ASSIGNMENT: Copy the full listing exactly, word for word.

• • • • •

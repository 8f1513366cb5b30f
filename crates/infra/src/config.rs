//! Configuration loading and representation.
//!
//! Settings come from environment variables; a `.env` file in the working
//! directory is honoured when present. Every value has a default except
//! `DATABASE_URL`, whose absence selects the in-memory store.

use std::fmt;
use std::net::SocketAddr;

use thiserror::Error;

pub const DEFAULT_PROJECT_NAME: &str = "Stock Automation API";
pub const DEFAULT_API_PREFIX: &str = "/api/v1";
pub const DEFAULT_BIND_ADDR: &str = "0.0.0.0:8080";
pub const DEFAULT_MAX_CONNECTIONS: u32 = 5;

#[derive(Debug, Error, Clone, PartialEq, Eq)]
pub enum ConfigError {
    #[error("invalid value for {key}: {message}")]
    Invalid { key: &'static str, message: String },
}

impl ConfigError {
    fn invalid(key: &'static str, message: impl fmt::Display) -> Self {
        Self::Invalid {
            key,
            message: message.to_string(),
        }
    }
}

/// Process settings.
#[derive(Debug, Clone, PartialEq, Eq)]
pub struct Settings {
    pub project_name: String,
    /// Mount point for the product routes; `""` or `"/v1"`-style, never a trailing `/`.
    pub api_prefix: String,
    pub bind_addr: SocketAddr,
    /// `None` selects the in-memory store.
    pub database: Option<DatabaseSettings>,
}

#[derive(Clone, PartialEq, Eq)]
pub struct DatabaseSettings {
    pub url: String,
    pub max_connections: u32,
    pub run_migrations: bool,
}

// The URL usually embeds credentials; keep it out of logs.
impl fmt::Debug for DatabaseSettings {
    fn fmt(&self, f: &mut fmt::Formatter<'_>) -> fmt::Result {
        f.debug_struct("DatabaseSettings")
            .field("url", &"[REDACTED]")
            .field("max_connections", &self.max_connections)
            .field("run_migrations", &self.run_migrations)
            .finish()
    }
}

impl Settings {
    /// Load from the process environment (after reading `.env`, if any).
    pub fn from_env() -> Result<Self, ConfigError> {
        dotenvy::dotenv().ok();
        Self::from_lookup(|key| std::env::var(key).ok())
    }

    /// Load from an arbitrary key lookup.
    pub fn from_lookup<F>(lookup: F) -> Result<Self, ConfigError>
    where
        F: Fn(&str) -> Option<String>,
    {
        let get = |key: &str| lookup(key).filter(|v| !v.trim().is_empty());

        let project_name = get("PROJECT_NAME").unwrap_or_else(|| DEFAULT_PROJECT_NAME.to_string());
        let api_prefix = normalize_prefix(
            get("API_V1_PREFIX")
                .as_deref()
                .unwrap_or(DEFAULT_API_PREFIX),
        );

        let bind_addr = get("BIND_ADDR")
            .unwrap_or_else(|| DEFAULT_BIND_ADDR.to_string())
            .parse::<SocketAddr>()
            .map_err(|e| ConfigError::invalid("BIND_ADDR", e))?;

        let database = match get("DATABASE_URL") {
            Some(url) => {
                let max_connections = match get("DATABASE_MAX_CONNECTIONS") {
                    Some(v) => v
                        .trim()
                        .parse::<u32>()
                        .map_err(|e| ConfigError::invalid("DATABASE_MAX_CONNECTIONS", e))?,
                    None => DEFAULT_MAX_CONNECTIONS,
                };
                if max_connections == 0 {
                    return Err(ConfigError::invalid(
                        "DATABASE_MAX_CONNECTIONS",
                        "must be at least 1",
                    ));
                }
                let run_migrations = match get("RUN_MIGRATIONS") {
                    Some(v) => v
                        .trim()
                        .parse::<bool>()
                        .map_err(|e| ConfigError::invalid("RUN_MIGRATIONS", e))?,
                    None => true,
                };
                Some(DatabaseSettings {
                    url,
                    max_connections,
                    run_migrations,
                })
            }
            None => None,
        };

        Ok(Self {
            project_name,
            api_prefix,
            bind_addr,
            database,
        })
    }
}

impl Default for Settings {
    fn default() -> Self {
        Self {
            project_name: DEFAULT_PROJECT_NAME.to_string(),
            api_prefix: DEFAULT_API_PREFIX.to_string(),
            bind_addr: SocketAddr::from(([0, 0, 0, 0], 8080)),
            database: None,
        }
    }
}

/// `"api/v1/"` -> `"/api/v1"`, `"/"` -> `""`.
fn normalize_prefix(raw: &str) -> String {
    let trimmed = raw.trim().trim_matches('/');
    if trimmed.is_empty() {
        String::new()
    } else {
        format!("/{trimmed}")
    }
}
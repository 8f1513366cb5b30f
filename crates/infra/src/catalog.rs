//! Product catalog: the application service in front of the Product Store.
//!
//! ```text
//! request
//!   ↓
//! 1. Validate input (same rules for create and update)
//!   ↓
//! 2. Delegate to the injected `ProductStore` (one unit of work)
//!   ↓
//! 3. Log the outcome
//! ```
//!
//! This module contains no IO itself; it composes the store trait.

use std::sync::Arc;

use stockpile_core::ProductId;
use stockpile_products::{NewProduct, Page, Product, ProductPatch};

use crate::store::{ProductStore, StoreError, StoreResult};

/// Product lifecycle operations over an injected store handle.
#[derive(Clone)]
pub struct ProductCatalog {
    store: Arc<dyn ProductStore>,
}

impl ProductCatalog {
    pub fn new(store: Arc<dyn ProductStore>) -> Self {
        Self { store }
    }

    pub async fn create(&self, new: NewProduct) -> StoreResult<Product> {
        new.validate()?;

        let sku = new.sku.clone();
        match self.store.create(new).await {
            Ok(product) => {
                tracing::info!(product_id = %product.id_typed(), sku = %sku, "product created");
                Ok(product)
            }
            Err(e) => Err(log_failure("create", e)),
        }
    }

    pub async fn get(&self, id: ProductId) -> StoreResult<Product> {
        self.store.get(id).await.map_err(|e| log_failure("get", e))
    }

    pub async fn list(&self, page: Page) -> StoreResult<Vec<Product>> {
        self.store
            .list(page)
            .await
            .map_err(|e| log_failure("list", e))
    }

    pub async fn update(&self, id: ProductId, patch: ProductPatch) -> StoreResult<Product> {
        patch.validate()?;

        let changed = !patch.is_empty();
        let product = self
            .store
            .update(id, patch)
            .await
            .map_err(|e| log_failure("update", e))?;

        if changed {
            tracing::info!(product_id = %id, "product updated");
        }
        Ok(product)
    }

    pub async fn delete(&self, id: ProductId) -> StoreResult<()> {
        self.store
            .delete(id)
            .await
            .map_err(|e| log_failure("delete", e))?;
        tracing::info!(product_id = %id, "product deleted");
        Ok(())
    }

    /// Connectivity probe. Failures are returned without logging.
    pub async fn ping(&self) -> StoreResult<()> {
        self.store.ping().await
    }
}

/// Domain rejections log at debug, backend failures at error.
fn log_failure(operation: &'static str, err: StoreError) -> StoreError {
    match &err {
        StoreError::Domain(e) => tracing::debug!(operation, error = %e, "product operation rejected"),
        StoreError::Backend { .. } => tracing::error!(operation, error = %err, "product store failure"),
    }
    err
}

• • • • •

RESPONSE TO THIS EXERCISE:
repository 8f1513366cb5b30f
filename crates/infra/src/config.rs
//! Configuration loading and representation.
//!
//! Settings come from environment variables; a `.env` file in the working
//! directory is honoured when present. Every value has a default except
//! `DATABASE_URL`, whose absence selects the in-memory store.

use std::fmt;
use std::net::SocketAddr;

use thiserror::Error;

pub const DEFAULT_PROJECT_NAME: &str = "Stock Automation API";
pub const DEFAULT_API_PREFIX: &str = "/api/v1";
pub const DEFAULT_BIND_ADDR: &str = "0.0.0.0:8080";
pub const DEFAULT_MAX_CONNECTIONS: u32 = 5;

#[derive(Debug, Error, Clone, PartialEq, Eq)]
pub enum ConfigError {
    #[error("invalid value for {key}: {message}")]
    Invalid { key: &'static str, message: String },
}

impl ConfigError {
    fn invalid(key: &'static str, message: impl fmt::Display) -> Self {
        Self::Invalid {
            key,
            message: message.to_string(),
        }
    }
}

/// Process settings.
#[derive(Debug, Clone, PartialEq, Eq)]
pub struct Settings {
    pub project_name: String,
    /// Mount point for the product routes; `""` or `"/v1"`-style, never a trailing `/`.
    pub api_prefix: String,
    pub bind_addr: SocketAddr,
    /// `None` selects the in-memory store.
    pub database: Option<DatabaseSettings>,
}

#[derive(Clone, PartialEq, Eq)]
pub struct DatabaseSettings {
    pub url: String,
    pub max_connections: u32,
    pub run_migrations: bool,
}

// The URL usually embeds credentials; keep it out of logs.
impl fmt::Debug for DatabaseSettings {
    fn fmt(&self, f: &mut fmt::Formatter<'_>) -> fmt::Result {
        f.debug_struct("DatabaseSettings")
            .field("url", &"[REDACTED]")
            .field("max_connections", &self.max_connections)
            .field("run_migrations", &self.run_migrations)
            .finish()
    }
}

impl Settings {
    /// Load from the process environment (after reading `.env`, if any).
    pub fn from_env() -> Result<Self, ConfigError> {
        dotenvy::dotenv().ok();
        Self::from_lookup(|key| std::env::var(key).ok())
    }

    /// Load from an arbitrary key lookup.
    pub fn from_lookup<F>(lookup: F) -> Result<Self, ConfigError>
    where
        F: Fn(&str) -> Option<String>,
    {
        let get = |key: &str| lookup(key).filter(|v| !v.trim().is_empty());

        let project_name = get("PROJECT_NAME").unwrap_or_else(|| DEFAULT_PROJECT_NAME.to_string());
        let api_prefix = normalize_prefix(
            get("API_V1_PREFIX")
                .as_deref()
                .unwrap_or(DEFAULT_API_PREFIX),
        );

        let bind_addr = get("BIND_ADDR")
            .unwrap_or_else(|| DEFAULT_BIND_ADDR.to_string())
            .parse::<SocketAddr>()
            .map_err(|e| ConfigError::invalid("BIND_ADDR", e))?;

        let database = match get("DATABASE_URL") {
            Some(url) => {
                let max_connections = match get("DATABASE_MAX_CONNECTIONS") {
                    Some(v) => v
                        .trim()
                        .parse::<u32>()
                        .map_err(|e| ConfigError::invalid("DATABASE_MAX_CONNECTIONS", e))?,
                    None => DEFAULT_MAX_CONNECTIONS,
                };
                if max_connections == 0 {
                    return Err(ConfigError::invalid(
                        "DATABASE_MAX_CONNECTIONS",
                        "must be at least 1",
                    ));
                }
                let run_migrations = match get("RUN_MIGRATIONS") {
                    Some(v) => v
                        .trim()
                        .parse::<bool>()
                        .map_err(|e| ConfigError::invalid("RUN_MIGRATIONS", e))?,
                    None => true,
                };
                Some(DatabaseSettings {
                    url,
                    max_connections,
                    run_migrations,
                })
            }
            None => None,
        };

        Ok(Self {
            project_name,
            api_prefix,
            bind_addr,
            database,
        })
    }
}

impl Default for Settings {
    fn default() -> Self {
        Self {
            project_name: DEFAULT_PROJECT_NAME.to_string(),
            api_prefix: DEFAULT_API_PREFIX.to_string(),
            bind_addr: SocketAddr::from(([0, 0, 0, 0], 8080)),
            database: None,
        }
    }
}

/// `"api/v1/"` -> `"/api/v1"`, `"/"` -> `""`.
fn normalize_prefix(raw: &str) -> String {
    let trimmed = raw.trim().trim_matches('/');
    if trimmed.is_empty() {
        String::new()
    } else {
        format!("/{trimmed}")
    }
}
repository 8f1513366cb5b30f
filename crates/infra/src/catalog.rs
//! Product catalog: the application service in front of the Product Store.
//!
//! ```text
//! request
//!   ↓
//! 1. Validate input (same rules for create and update)
//!   ↓
//! 2. Delegate to the injected `ProductStore` (one unit of work)
//!   ↓
//! 3. Log the outcome
//! ```
//!
//! This module contains no IO itself; it composes the store trait.

use std::sync::Arc;

use stockpile_core::ProductId;
use stockpile_products::{NewProduct, Page, Product, ProductPatch};

use crate::store::{ProductStore, StoreError, StoreResult};

/// Product lifecycle operations over an injected store handle.
#[derive(Clone)]
pub struct ProductCatalog {
    store: Arc<dyn ProductStore>,
}

impl ProductCatalog {
    pub fn new(store: Arc<dyn ProductStore>) -> Self {
        Self { store }
    }

    pub async fn create(&self, new: NewProduct) -> StoreResult<Product> {
        new.validate()?;

        let sku = new.sku.clone();
        match self.store.create(new).await {
            Ok(product) => {
                tracing::info!(product_id = %product.id_typed(), sku = %sku, "product created");
                Ok(product)
            }
            Err(e) => Err(log_failure("create", e)),
        }
    }

    pub async fn get(&self, id: ProductId) -> StoreResult<Product> {
        self.store.get(id).await.map_err(|e| log_failure("get", e))
    }

    pub async fn list(&self, page: Page) -> StoreResult<Vec<Product>> {
        self.store
            .list(page)
            .await
            .map_err(|e| log_failure("list", e))
    }

    pub async fn update(&self, id: ProductId, patch: ProductPatch) -> StoreResult<Product> {
        patch.validate()?;

        let changed = !patch.is_empty();
        let product = self
            .store
            .update(id, patch)
            .await
            .map_err(|e| log_failure("update", e))?;

        if changed {
            tracing::info!(product_id = %id, "product updated");
        }
        Ok(product)
    }

    pub async fn delete(&self, id: ProductId) -> StoreResult<()> {
        self.store
            .delete(id)
            .await
            .map_err(|e| log_failure("delete", e))?;
        tracing::info!(product_id = %id, "product deleted");
        Ok(())
    }

    /// Connectivity probe. Failures are returned without logging.
    pub async fn ping(&self) -> StoreResult<()> {
        self.store.ping().await
    }
}

/// Domain rejections log at debug, backend failures at error.
fn log_failure(operation: &'static str, err: StoreError) -> StoreError {
    match &err {
        StoreError::Domain(e) => tracing::debug!(operation, error = %e, "product operation rejected"),
        StoreError::Backend { .. } => tracing::error!(operation, error = %err, "product store failure"),
    }
    err
}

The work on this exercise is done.